I can't cite any instance of a retailer closing the doors nationwide before trying to liquidate product, but that seems to be the popular rumor this weekend. The business-to-business sale of current inventory isn't wholly implausible, but the cost of sorting product on shelves today to sell to another customer, and then shipping it presumably at a loss to get cash back just seems kind of unrealistic. It's like how some fans thought the so-called "repacks" of toys were literally old toys from stores shipped back and put in new boxes, the cost of which would be higher than just manufacturing new inventory and sending it to the stores.

A lot of good people are about to lose their jobs - not just at Toys R Us, but at the big toy companies and even the smaller ones. LEGO already dropped over 1,000 people last year, and I can't assume Mattel or Hasbro can continue without a major new player in toys to absorb the lost sales. No collector love can match armies of kids, and the ad-free 21st century streaming entertainment means kids aren't marketed to in quite the same way as many of us old farts were.

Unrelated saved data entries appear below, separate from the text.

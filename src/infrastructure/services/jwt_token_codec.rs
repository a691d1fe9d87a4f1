// Copyright (c) 2025 Kirky.X
//
// Licensed under the MIT License
// See LICENSE file in the project root for full license information.

use crate::config::settings::AuthSettings;
use crate::domain::errors::DomainError;
use crate::domain::models::user::User;
use crate::domain::services::auth_service::{Claims, TokenCodec};
use base64::engine::general_purpose::URL_SAFE_NO_PAD;
use base64::Engine;
use chrono::Utc;
use hmac::{Hmac, Mac};
use serde::{Deserialize, Serialize};
use sha2::Sha256;

type HmacSha256 = Hmac<Sha256>;

#[derive(Debug, Serialize, Deserialize)]
struct Header {
    alg: String,
    typ: String,
}

/// HS256 JWT 编解码实现
pub struct JwtTokenCodec {
    secret: Vec<u8>,
    issuer: String,
    audience: String,
    ttl_secs: i64,
}

impl JwtTokenCodec {
    pub fn new(
        secret: impl Into<Vec<u8>>,
        issuer: impl Into<String>,
        audience: impl Into<String>,
        ttl_secs: i64,
    ) -> Self {
        Self {
            secret: secret.into(),
            issuer: issuer.into(),
            audience: audience.into(),
            ttl_secs,
        }
    }

    pub fn from_settings(settings: &AuthSettings) -> Self {
        Self::new(
            settings.jwt_secret.as_bytes().to_vec(),
            settings.jwt_issuer.clone(),
            settings.jwt_audience.clone(),
            settings.jwt_ttl_secs,
        )
    }

    fn mac(&self) -> Result<HmacSha256, DomainError> {
        HmacSha256::new_from_slice(&self.secret)
            .map_err(|e| DomainError::Unauthorized(format!("invalid signing key: {}", e)))
    }

    fn encode_part<T: Serialize>(value: &T) -> Result<String, DomainError> {
        let json = serde_json::to_vec(value)
            .map_err(|e| DomainError::validation(format!("cannot encode token: {}", e)))?;
        Ok(URL_SAFE_NO_PAD.encode(json))
    }

    fn decode_part<T: for<'de> Deserialize<'de>>(part: &str) -> Result<T, DomainError> {
        let bytes = URL_SAFE_NO_PAD.decode(part).map_err(|_| malformed())?;
        serde_json::from_slice(&bytes).map_err(|_| malformed())
    }
}

fn malformed() -> DomainError {
    DomainError::Unauthorized("malformed token".to_string())
}

impl TokenCodec for JwtTokenCodec {
    fn issue(&self, user: &User) -> Result<String, DomainError> {
        let now = Utc::now().timestamp();
        let claims = Claims {
            sub: user.id.clone(),
            email: user.email.clone(),
            name: user.name.clone(),
            roles: user.roles.clone(),
            iss: self.issuer.clone(),
            aud: self.audience.clone(),
            iat: now,
            exp: now + self.ttl_secs,
        };
        let header = Header {
            alg: "HS256".to_string(),
            typ: "JWT".to_string(),
        };

        let signing_input = format!(
            "{}.{}",
            Self::encode_part(&header)?,
            Self::encode_part(&claims)?
        );
        let mut mac = self.mac()?;
        mac.update(signing_input.as_bytes());
        let signature = URL_SAFE_NO_PAD.encode(mac.finalize().into_bytes());

        Ok(format!("{}.{}", signing_input, signature))
    }

    fn decode(&self, token: &str) -> Result<Claims, DomainError> {
        let mut parts = token.split('.');
        let (Some(header_part), Some(payload_part), Some(signature), None) =
            (parts.next(), parts.next(), parts.next(), parts.next())
        else {
            return Err(malformed());
        };

        let header: Header = Self::decode_part(header_part)?;
        if header.alg != "HS256" {
            return Err(DomainError::Unauthorized(format!(
                "unsupported algorithm {}",
                header.alg
            )));
        }

        let signature = URL_SAFE_NO_PAD.decode(signature).map_err(|_| malformed())?;
        let mut mac = self.mac()?;
        mac.update(format!("{}.{}", header_part, payload_part).as_bytes());
        mac.verify_slice(&signature)
            .map_err(|_| DomainError::Unauthorized("invalid token signature".to_string()))?;

        let claims: Claims = Self::decode_part(payload_part)?;
        if claims.iss != self.issuer || claims.aud != self.audience {
            return Err(DomainError::Unauthorized("token issuer or audience mismatch".to_string()));
        }
        if claims.exp <= Utc::now().timestamp() {
            return Err(DomainError::Unauthorized("token expired".to_string()));
        }

        Ok(claims)
    }
}
// Copyright (c) 2025 Kirky.X
//
// Licensed under the MIT License
// See LICENSE file in the project root for full license information.

/// 基础设施层模块
///
/// 该模块包含系统的技术实现细节，提供对具体技术的抽象和封装。
///
/// 包含的子模块：
/// - 数据库（database）：提供数据库连接和实体映射
/// - 指标（metrics）：Prometheus 记录器与计数器名称
/// - 仓库实现（repositories）：提供领域仓库接口的具体实现
/// - 服务实现（services）：令牌校验、令牌签发和阵容页面下载
///
/// 基础设施层遵循依赖倒置原则，依赖于领域层的抽象接口，
/// 确保领域层保持纯粹的业务逻辑，不受技术实现的影响。
pub mod database;
pub mod metrics;
pub mod repositories;
pub mod services;
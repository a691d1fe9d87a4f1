// Copyright 2025 Kirky.X
//
// Licensed under the Apache License, Version 2.0 (the "License");
// you may not use this file except in compliance with the License.
// You may obtain a copy of the License at
//
//     http://www.apache.org/licenses/LICENSE-2.0
//
// Unless required by applicable law or agreed to in writing, software
// distributed under the License is distributed on an "AS IS" BASIS,
// WITHOUT WARRANTIES OR CONDITIONS OF ANY KIND, either express or implied.
// See the License for the specific language governing permissions and
// limitations under the License.

use crate::domain::models::user::User;
use crate::domain::services::auth_service::{AuthSession, GoogleLogin};
use crate::presentation::errors::AppError;
use crate::presentation::extractors::current_user::CurrentUser;
use crate::presentation::handlers::validate_payload;
use crate::presentation::state::AppState;
use axum::{Extension, Json};
use serde::Deserialize;
use std::sync::Arc;
use validator::Validate;

#[derive(Debug, Deserialize, Validate)]
pub struct GoogleLoginPayload {
    #[validate(length(min = 1))]
    pub id_token: String,
    #[validate(email)]
    pub email: String,
    pub name: Option<String>,
    pub picture: Option<String>,
}

/// 用 Google ID 令牌换取本服务的会话令牌
pub async fn google_login(
    Extension(state): Extension<Arc<AppState>>,
    Json(payload): Json<GoogleLoginPayload>,
) -> Result<Json<AuthSession>, AppError> {
    validate_payload(&payload)?;
    let session = state
        .auth
        .authenticate_google(GoogleLogin {
            id_token: payload.id_token,
            email: payload.email,
            name: payload.name,
            picture: payload.picture,
        })
        .await?;
    Ok(Json(session))
}

pub async fn me(
    Extension(state): Extension<Arc<AppState>>,
    CurrentUser(user): CurrentUser,
) -> Result<Json<User>, AppError> {
    Ok(Json(state.auth.current_user(&user.id).await?))
}
// Copyright (c) 2025 Kirky.X
//
// Licensed under the MIT License
// See LICENSE file in the project root for full license information.

/// 请求提取器模块
///
/// 从请求扩展中取出当前用户并检查角色
pub mod current_user;
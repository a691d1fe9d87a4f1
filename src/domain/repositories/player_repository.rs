// Copyright (c) 2025 Kirky.X
//
// Licensed under the MIT License
// See LICENSE file in the project root for full license information.

use super::RepositoryError;
use crate::domain::models::page::{Page, PageRequest, Sort};
use crate::domain::models::player::{Player, Position};
use async_trait::async_trait;

/// 球员列表过滤条件
#[derive(Debug, Clone, Default)]
pub struct PlayerFilter {
    pub team_id: Option<String>,
    pub position: Option<Position>,
    /// 名或姓包含
    pub name: Option<String>,
    pub nationality: Option<String>,
}

/// 球员仓库特质
#[async_trait]
pub trait PlayerRepository: Send + Sync {
    async fn create(&self, player: &Player) -> Result<Player, RepositoryError>;

    async fn find_by_id(&self, id: &str) -> Result<Option<Player>, RepositoryError>;

    /// 批量查找，忽略不存在的ID
    async fn find_by_ids(&self, ids: &[String]) -> Result<Vec<Player>, RepositoryError>;

    async fn update(&self, player: &Player) -> Result<Player, RepositoryError>;

    async fn delete(&self, id: &str) -> Result<(), RepositoryError>;

    /// 分页列出球员
    ///
    /// 支持的排序字段：`last_name`（默认）、`first_name`、`position`、`date_of_birth`、`created_at`
    async fn list(
        &self,
        filter: &PlayerFilter,
        sort: &Sort,
        page: PageRequest,
    ) -> Result<Page<Player>, RepositoryError>;

    /// 列出球队的全部球员
    async fn find_by_team(&self, team_id: &str) -> Result<Vec<Player>, RepositoryError>;
}
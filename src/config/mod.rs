// Copyright (c) 2025 Kirky.X
//
// Licensed under the MIT License
// See LICENSE file in the project root for full license information.

/// 配置模块
///
/// 处理应用程序的配置设置，包括数据库、服务器、认证、抓取器等配置
pub mod settings;
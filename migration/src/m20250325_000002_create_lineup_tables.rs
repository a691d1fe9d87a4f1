use sea_orm_migration::prelude::*;

use crate::m20250324_000001_create_league_tables::{Matches, Players, Teams};

#[derive(DeriveMigrationName)]
pub struct Migration;

#[async_trait::async_trait]
impl MigrationTrait for Migration {
    async fn up(&self, manager: &SchemaManager) -> Result<(), DbErr> {
        manager
            .create_table(
                Table::create()
                    .table(Lineups::Table)
                    .if_not_exists()
                    .col(ColumnDef::new(Lineups::Id).string().not_null().primary_key())
                    .col(ColumnDef::new(Lineups::TeamId).string().not_null())
                    .col(ColumnDef::new(Lineups::MatchId).string().not_null())
                    .col(
                        ColumnDef::new(Lineups::Formation)
                            .string()
                            .not_null()
                            .default("custom"),
                    )
                    .col(
                        ColumnDef::new(Lineups::IsStarting)
                            .boolean()
                            .not_null()
                            .default(true),
                    )
                    .col(
                        ColumnDef::new(Lineups::CreatedAt)
                            .timestamp_with_time_zone()
                            .not_null()
                            .default(Expr::current_timestamp()),
                    )
                    .col(
                        ColumnDef::new(Lineups::UpdatedAt)
                            .timestamp_with_time_zone()
                            .not_null()
                            .default(Expr::current_timestamp()),
                    )
                    .foreign_key(
                        ForeignKey::create()
                            .name("fk_lineups_team")
                            .from(Lineups::Table, Lineups::TeamId)
                            .to(Teams::Table, Teams::Id)
                            .on_delete(ForeignKeyAction::Restrict),
                    )
                    .foreign_key(
                        ForeignKey::create()
                            .name("fk_lineups_match")
                            .from(Lineups::Table, Lineups::MatchId)
                            .to(Matches::Table, Matches::Id)
                            .on_delete(ForeignKeyAction::Cascade),
                    )
                    .to_owned(),
            )
            .await?;

        // Only one lineup per team and match
        manager
            .create_index(
                Index::create()
                    .name("idx_lineups_match_team")
                    .table(Lineups::Table)
                    .col(Lineups::MatchId)
                    .col(Lineups::TeamId)
                    .unique()
                    .to_owned(),
            )
            .await?;

        manager
            .create_table(
                Table::create()
                    .table(MatchPlayers::Table)
                    .if_not_exists()
                    .col(
                        ColumnDef::new(MatchPlayers::Id)
                            .string()
                            .not_null()
                            .primary_key(),
                    )
                    .col(ColumnDef::new(MatchPlayers::LineupId).string().not_null())
                    .col(ColumnDef::new(MatchPlayers::PlayerId).string().not_null())
                    .col(ColumnDef::new(MatchPlayers::TeamId).string().not_null())
                    .col(
                        ColumnDef::new(MatchPlayers::IsStarter)
                            .boolean()
                            .not_null()
                            .default(true),
                    )
                    .col(ColumnDef::new(MatchPlayers::Position).string().not_null())
                    .col(
                        ColumnDef::new(MatchPlayers::SubstitutedInAt)
                            .timestamp_with_time_zone()
                            .null(),
                    )
                    .col(
                        ColumnDef::new(MatchPlayers::SubstitutedOutAt)
                            .timestamp_with_time_zone()
                            .null(),
                    )
                    .foreign_key(
                        ForeignKey::create()
                            .name("fk_match_players_lineup")
                            .from(MatchPlayers::Table, MatchPlayers::LineupId)
                            .to(Lineups::Table, Lineups::Id)
                            .on_delete(ForeignKeyAction::Cascade),
                    )
                    .foreign_key(
                        ForeignKey::create()
                            .name("fk_match_players_player")
                            .from(MatchPlayers::Table, MatchPlayers::PlayerId)
                            .to(Players::Table, Players::Id)
                            .on_delete(ForeignKeyAction::Restrict),
                    )
                    .foreign_key(
                        ForeignKey::create()
                            .name("fk_match_players_team")
                            .from(MatchPlayers::Table, MatchPlayers::TeamId)
                            .to(Teams::Table, Teams::Id)
                            .on_delete(ForeignKeyAction::Restrict),
                    )
                    .to_owned(),
            )
            .await?;

        manager
            .create_index(
                Index::create()
                    .name("idx_match_players_lineup")
                    .table(MatchPlayers::Table)
                    .col(MatchPlayers::LineupId)
                    .to_owned(),
            )
            .await
    }

    async fn down(&self, manager: &SchemaManager) -> Result<(), DbErr> {
        manager
            .drop_table(Table::drop().table(MatchPlayers::Table).to_owned())
            .await?;
        manager
            .drop_table(Table::drop().table(Lineups::Table).to_owned())
            .await
    }
}

#[derive(DeriveIden)]
enum Lineups {
    Table,
    Id,
    TeamId,
    MatchId,
    Formation,
    IsStarting,
    CreatedAt,
    UpdatedAt,
}

#[derive(DeriveIden)]
pub(crate) enum MatchPlayers {
    Table,
    Id,
    LineupId,
    PlayerId,
    TeamId,
    IsStarter,
    Position,
    SubstitutedInAt,
    SubstitutedOutAt,
}
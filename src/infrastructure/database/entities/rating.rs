// Copyright (c) 2025 Kirky.X
//
// Licensed under the MIT License
// See LICENSE file in the project root for full license information.

use sea_orm::entity::prelude::*;
use serde::{Deserialize, Serialize};

/// 评分数据库实体模型
#[derive(Clone, Debug, PartialEq, DeriveEntityModel, Serialize, Deserialize)]
#[sea_orm(table_name = "ratings")]
pub struct Model {
    #[sea_orm(primary_key, auto_increment = false)]
    pub id: String,
    pub match_player_id: String,
    pub user_id: String,
    pub score: i32,
    pub created_at: ChronoDateTimeWithTimeZone,
}

#[derive(Copy, Clone, Debug, EnumIter, DeriveRelation)]
pub enum Relation {
    #[sea_orm(
        belongs_to = "super::match_player::Entity",
        from = "Column::MatchPlayerId",
        to = "super::match_player::Column::Id",
        on_delete = "Cascade"
    )]
    MatchPlayer,
}

impl ActiveModelBehavior for ActiveModel {}
// Copyright 2025 Kirky.X
//
// Licensed under the Apache License, Version 2.0 (the "License");
// you may not use this file except in compliance with the License.
// You may obtain a copy of the License at
//
//     http://www.apache.org/licenses/LICENSE-2.0
//
// Unless required by applicable law or agreed to in writing, software
// distributed under the License is distributed on an "AS IS" BASIS,
// WITHOUT WARRANTIES OR CONDITIONS OF ANY KIND, either express or implied.
// See the License for the specific language governing permissions and
// limitations under the License.

pub use sea_orm_migration::prelude::*;

mod m20250324_000001_create_league_tables;
mod m20250325_000002_create_lineup_tables;
mod m20250327_000003_create_ratings_and_users;

/// 数据库迁移器
pub struct Migrator;

#[async_trait::async_trait]
impl MigratorTrait for Migrator {
    /// 获取所有迁移
    ///
    /// # 返回值
    ///
    /// 返回迁移列表
    fn migrations() -> Vec<Box<dyn MigrationTrait>> {
        vec![
            Box::new(m20250324_000001_create_league_tables::Migration),
            Box::new(m20250325_000002_create_lineup_tables::Migration),
            Box::new(m20250327_000003_create_ratings_and_users::Migration),
        ]
    }
}
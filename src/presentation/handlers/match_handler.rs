// Copyright 2025 Kirky.X
//
// Licensed under the Apache License, Version 2.0 (the "License");
// you may not use this file except in compliance with the License.
// You may obtain a copy of the License at
//
//     http://www.apache.org/licenses/LICENSE-2.0
//
// Unless required by applicable law or agreed to in writing, software
// distributed under the License is distributed on an "AS IS" BASIS,
// WITHOUT WARRANTIES OR CONDITIONS OF ANY KIND, either express or implied.
// See the License for the specific language governing permissions and
// limitations under the License.

use crate::domain::errors::DomainError;
use crate::domain::models::matches::{Match, MatchDetails, MatchStatus, Score};
use crate::domain::models::page::{Page, SortOrder};
use crate::domain::models::rating::Rating;
use crate::domain::repositories::match_repository::MatchFilter;
use crate::presentation::errors::AppError;
use crate::presentation::extractors::current_user::AdminUser;
use crate::presentation::state::{sort_from, AppState};
use axum::extract::{Path, Query};
use axum::{http::StatusCode, Extension, Json};
use chrono::{DateTime, Utc};
use serde::Deserialize;
use std::sync::Arc;
use tracing::info;
use uuid::Uuid;

#[derive(Debug, Deserialize)]
pub struct MatchListQuery {
    pub page: Option<u64>,
    pub page_size: Option<u64>,
    pub status: Option<MatchStatus>,
    pub team_id: Option<String>,
    pub from: Option<DateTime<Utc>>,
    pub to: Option<DateTime<Utc>>,
    pub sort_order: Option<String>,
}

#[derive(Debug, Deserialize)]
pub struct MatchPayload {
    pub id: Option<String>,
    pub home_team_id: String,
    pub away_team_id: String,
    pub scheduled_date: DateTime<Utc>,
    pub referee_id: Option<Uuid>,
    pub status: Option<MatchStatus>,
    pub score: Option<Score>,
    pub rating: Option<i32>,
}

#[derive(Debug, Deserialize)]
pub struct StatusPayload {
    pub status: MatchStatus,
}

/// 比分为空表示清除
#[derive(Debug, Deserialize)]
pub struct ScorePayload {
    pub score: Option<Score>,
}

async fn check_payload(state: &AppState, payload: &MatchPayload) -> Result<(), AppError> {
    if payload.home_team_id == payload.away_team_id {
        return Err(DomainError::validation("home and away team must differ").into());
    }
    for team_id in [&payload.home_team_id, &payload.away_team_id] {
        state
            .teams
            .find_by_id(team_id)
            .await?
            .ok_or_else(|| DomainError::not_found(format!("Team {}", team_id)))?;
    }
    if let Some(referee_id) = payload.referee_id {
        state
            .referees
            .find_by_id(referee_id)
            .await?
            .ok_or_else(|| DomainError::not_found("Referee"))?;
    }
    check_score(payload.score)?;
    Ok(())
}

fn check_score(score: Option<Score>) -> Result<(), DomainError> {
    match score {
        Some(s) if s.home_team_score < 0 || s.away_team_score < 0 => {
            Err(DomainError::validation("scores cannot be negative"))
        }
        _ => Ok(()),
    }
}

pub async fn list_matches(
    Extension(state): Extension<Arc<AppState>>,
    Query(query): Query<MatchListQuery>,
) -> Result<Json<Page<Match>>, AppError> {
    let filter = MatchFilter {
        status: query.status,
        team_id: query.team_id,
        from: query.from,
        to: query.to,
    };
    let sort = sort_from(None, query.sort_order.as_deref(), SortOrder::Desc);
    let page = state.page_request(query.page, query.page_size);
    Ok(Json(state.matches.list(&filter, &sort, page).await?))
}

pub async fn get_match(
    Extension(state): Extension<Arc<AppState>>,
    Path(id): Path<String>,
) -> Result<Json<MatchDetails>, AppError> {
    let details = state
        .matches
        .find_detailed(&id)
        .await?
        .ok_or_else(|| DomainError::not_found("Match"))?;
    Ok(Json(details))
}

pub async fn create_match(
    Extension(state): Extension<Arc<AppState>>,
    _admin: AdminUser,
    Json(payload): Json<MatchPayload>,
) -> Result<(StatusCode, Json<Match>), AppError> {
    check_payload(&state, &payload).await?;

    let id = payload
        .id
        .filter(|id| !id.trim().is_empty())
        .unwrap_or_else(|| Uuid::new_v4().to_string());
    let mut m = Match::new(
        id,
        payload.home_team_id,
        payload.away_team_id,
        payload.scheduled_date,
    );
    m.referee_id = payload.referee_id;
    m.status = payload.status.unwrap_or_default();
    m.score = payload.score;
    m.rating = payload.rating;

    let m = state.matches.create(&m).await?;
    info!("Created match {}", m.id);
    Ok((StatusCode::CREATED, Json(m)))
}

/// 已关联阵容的一方不能更换球队，需先删除该阵容
fn check_linked_lineups(existing: &Match, payload: &MatchPayload) -> Result<(), DomainError> {
    let sides = [
        ("home", &existing.home_team_id, &payload.home_team_id, &existing.home_team_lineup_id),
        ("away", &existing.away_team_id, &payload.away_team_id, &existing.away_team_lineup_id),
    ];
    for (side, current, requested, lineup) in sides {
        if lineup.is_some() && current != requested {
            return Err(DomainError::Conflict(format!(
                "Cannot change the {} team while its lineup is linked",
                side
            )));
        }
    }
    Ok(())
}

pub async fn update_match(
    Extension(state): Extension<Arc<AppState>>,
    _admin: AdminUser,
    Path(id): Path<String>,
    Json(payload): Json<MatchPayload>,
) -> Result<Json<Match>, AppError> {
    check_payload(&state, &payload).await?;

    let existing = state
        .matches
        .find_by_id(&id)
        .await?
        .ok_or_else(|| DomainError::not_found("Match"))?;
    check_linked_lineups(&existing, &payload)?;

    let m = Match {
        home_team_id: payload.home_team_id,
        away_team_id: payload.away_team_id,
        scheduled_date: payload.scheduled_date,
        referee_id: payload.referee_id,
        status: payload.status.unwrap_or(existing.status),
        score: payload.score,
        rating: payload.rating,
        updated_at: Utc::now(),
        ..existing
    };

    Ok(Json(state.matches.update(&m).await?))
}

pub async fn delete_match(
    Extension(state): Extension<Arc<AppState>>,
    _admin: AdminUser,
    Path(id): Path<String>,
) -> Result<StatusCode, AppError> {
    state.matches.delete(&id).await?;
    Ok(StatusCode::NO_CONTENT)
}

pub async fn update_status(
    Extension(state): Extension<Arc<AppState>>,
    _admin: AdminUser,
    Path(id): Path<String>,
    Json(payload): Json<StatusPayload>,
) -> Result<Json<Match>, AppError> {
    Ok(Json(state.matches.update_status(&id, payload.status).await?))
}

pub async fn update_score(
    Extension(state): Extension<Arc<AppState>>,
    _admin: AdminUser,
    Path(id): Path<String>,
    Json(payload): Json<ScorePayload>,
) -> Result<Json<Match>, AppError> {
    check_score(payload.score)?;
    Ok(Json(state.matches.update_score(&id, payload.score).await?))
}

/// 一场比赛所有出场记录的评分
pub async fn match_player_ratings(
    Extension(state): Extension<Arc<AppState>>,
    Path(id): Path<String>,
) -> Result<Json<Vec<Rating>>, AppError> {
    state
        .matches
        .find_by_id(&id)
        .await?
        .ok_or_else(|| DomainError::not_found("Match"))?;
    Ok(Json(state.ratings.find_by_match(&id).await?))
}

If I were a betting man, I would say Hasbro can probably keep Star Wars as it was for The Last Jedi with few changes - maybe "rightsize" the Black Series 6-inch cases to minimize carry-forwards, but having no vehicles above $50 was a smart move. Collectors and fans in general seem to be ready to wait out high prices in Star Wars now, and Hasbro's decision to make fewer waves of toys completely discourages us from stomping store aisles looking for new stuff. I know my toy runs have changed significantly now that Hasbro's plan is dictated mostly by movies - I know some weeks I don't need to go to the stores, and I wind up looking for junk at Goodwill or record stores instead. It's going to be a nasty year or two, and we're probably going to find out a ton of toys that just barely missed being released. But it's happened before, and it'll probably happen again.

Our hearts go out to those whose lives will change over the coming months, and it's my sincere hope that we see some new stores, new toy companies, and new opportunities rise from the ashes of the (at press time) not yet dead last remaining national toy store. Online is great, but the impulse buy of a toy you see in person is an experience you can't replace with a wait from Amazon.